Quote:
Originally Posted by bird
Yes, you do :-)
I lived in Armidale for a few years Terry, and I'm sure if you measured the temperature outside from 5pm to midnight you'd see it dropping like a stone at maybe 2C per hour or more. In order to pull enough heat out of large glass mirrors to keep up with that rate of cooling it takes a substantial amount of power.
Baz's climate in Canberra is very similar to Armidale, and about the same overnight temp profile.
Peltiers generate a temperature difference between the hot and cold sides, and as the outside temp drops then so does the inside temp - and the faster you can cool the mirror the better to keep ahead of it.
Ideally you want to cool the mirror to maybe 1C or 1.5C below ambient while the temp is dropping, and then when it levels off you can switch off the cooling.
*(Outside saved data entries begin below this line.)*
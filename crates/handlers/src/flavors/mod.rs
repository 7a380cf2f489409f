//! Per-flavor follow-up handlers.
//!
//! Every flavor gets exactly one [`FlavorHandler`]. Only data-science does
//! real work today; the other four log their inputs and act as extension
//! points.

mod data_science;
mod logging;

use std::collections::BTreeMap;
use std::sync::Arc;

use async_trait::async_trait;
use notifier::{
    BuildStatus, Flavor, NotebookService, ProvisioningState, RelayError, RequestId,
    RequestRecord,
};

pub use data_science::DataScienceHandler;
pub use logging::LoggingHandler;

/// Everything a handler receives for one invocation.
#[derive(Debug, Clone, Copy)]
pub struct HandlerContext<'a> {
    /// Deployment request the build belongs to.
    pub request_id: &'a RequestId,
    /// Status of the build that produced the event.
    pub build_status: &'a BuildStatus,
    /// Request document, passed through unparsed.
    pub request: &'a RequestRecord,
    /// Terraform state written by the build.
    pub state: &'a ProvisioningState,
}

/// Follow-up action for one deployment flavor.
#[async_trait]
pub trait FlavorHandler: Send + Sync {
    /// Runs the follow-up action.
    ///
    /// # Errors
    ///
    /// Any error ends the invocation and is propagated unchanged.
    async fn handle(&self, ctx: &HandlerContext<'_>) -> Result<(), RelayError>;
}

/// Routing table from flavor to handler.
#[derive(Clone, Default)]
pub struct HandlerSet {
    handlers: BTreeMap<Flavor, Arc<dyn FlavorHandler>>,
}

impl std::fmt::Debug for HandlerSet {
    fn fmt(&self, f: &mut std::fmt::Formatter<'_>) -> std::fmt::Result {
        f.debug_struct("HandlerSet")
            .field("flavors", &self.handlers.keys().collect::<Vec<_>>())
            .finish()
    }
}

impl HandlerSet {
    /// Creates an empty set.
    pub fn new() -> Self {
        Self::default()
    }

    /// Registers the production handler for every flavor.
    pub fn standard(notebooks: Arc<dyn NotebookService>) -> Self {
        let mut set = Self::new();
        for flavor in Flavor::ALL {
            let handler: Arc<dyn FlavorHandler> = match flavor {
                Flavor::DataScience => Arc::new(DataScienceHandler::new(Arc::clone(&notebooks))),
                Flavor::AlphaFold
                | Flavor::GenomicsCromwell
                | Flavor::GenomicsDsub
                | Flavor::SiliconDesign => Arc::new(LoggingHandler::new(flavor)),
            };
            set = set.with_handler(flavor, handler);
        }
        set
    }

    /// Registers `handler` for `flavor`, replacing any previous handler.
    #[must_use]
    pub fn with_handler(mut self, flavor: Flavor, handler: Arc<dyn FlavorHandler>) -> Self {
        self.handlers.insert(flavor, handler);
        self
    }

    /// Returns the handler registered for `flavor`.
    pub fn get(&self, flavor: Flavor) -> Option<&Arc<dyn FlavorHandler>> {
        self.handlers.get(&flavor)
    }
}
After a few minutes the mirror will equalise throughout the glass to ambient and you're away. But this requires you to have enough cooling capacity to pull ahead of the dropping ambient.
When you look at the amount of poorly insulated metal in these scopes then you realise that they will act as a very low efficiency fridge. If you're lucky then the cold air temp inside the scope will be 4C below the outside temp. Compare this to a nicely insulated esky where you might get 30C difference.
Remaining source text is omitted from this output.